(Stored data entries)
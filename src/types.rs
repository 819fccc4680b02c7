use nalgebra::{Matrix3, Point2, Vector3};
use serde::{Deserialize, Serialize};

const NORMALIZE_EPS: f64 = 1e-12;

/// Projective transform mapping secondary-image pixels to primary-image
/// pixels. Replaced as a whole, never edited in place.
#[derive(Clone, Copy, Debug, PartialEq, Serialize, Deserialize)]
pub struct Transform(Matrix3<f64>);

impl Transform {
    /// Wrap `m`, rescaling so that `m[(2, 2)] == 1` unless that entry is near zero.
    pub fn new(m: Matrix3<f64>) -> Self {
        let h22 = m[(2, 2)];
        if h22.abs() > NORMALIZE_EPS && h22.is_finite() {
            Self(m / h22)
        } else {
            Self(m)
        }
    }

    pub fn identity() -> Self {
        Self(Matrix3::identity())
    }

    pub fn translation(tx: f64, ty: f64) -> Self {
        Self(Matrix3::new(1.0, 0.0, tx, 0.0, 1.0, ty, 0.0, 0.0, 1.0))
    }

    pub fn matrix(&self) -> &Matrix3<f64> {
        &self.0
    }

    pub fn is_finite(&self) -> bool {
        self.0.iter().all(|v| v.is_finite())
    }

    /// Map a point; `None` when it lands on or near the line at infinity.
    pub fn apply(&self, p: &Point2<f64>) -> Option<Point2<f64>> {
        let v = self.0 * Vector3::new(p.x, p.y, 1.0);
        let w = v[2];
        if !w.is_finite() || w.abs() <= 1e-9 || !v[0].is_finite() || !v[1].is_finite() {
            return None;
        }
        Some(Point2::new(v[0] / w, v[1] / w))
    }

    /// Row-major entries.
    pub fn to_row_major(&self) -> [f64; 9] {
        let m = &self.0;
        [
            m[(0, 0)],
            m[(0, 1)],
            m[(0, 2)],
            m[(1, 0)],
            m[(1, 1)],
            m[(1, 2)],
            m[(2, 0)],
            m[(2, 1)],
            m[(2, 2)],
        ]
    }
}

impl From<Matrix3<f64>> for Transform {
    fn from(m: Matrix3<f64>) -> Self {
        Transform::new(m)
    }
}

/// A matched point pair: `secondary` in the template, `primary` in the live frame.
#[derive(Clone, Copy, Debug, PartialEq)]
pub struct Correspondence {
    pub secondary: Point2<f64>,
    pub primary: Point2<f64>,
}

impl Correspondence {
    pub fn new(secondary: [f64; 2], primary: [f64; 2]) -> Self {
        Self {
            secondary: Point2::new(secondary[0], secondary[1]),
            primary: Point2::new(primary[0], primary[1]),
        }
    }
}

Exercise prompt: Of all the entries above, retype exactly the lines from the line with "pub fn matrix(&self)" to the line with "let w = v[2];", both included, and no others.

Task answer:
    pub fn matrix(&self) -> &Matrix3<f64> {
        &self.0
    }

    pub fn is_finite(&self) -> bool {
        self.0.iter().all(|v| v.is_finite())
    }

    /// Map a point; `None` when it lands on or near the line at infinity.
    pub fn apply(&self, p: &Point2<f64>) -> Option<Point2<f64>> {
        let v = self.0 * Vector3::new(p.x, p.y, 1.0);
        let w = v[2];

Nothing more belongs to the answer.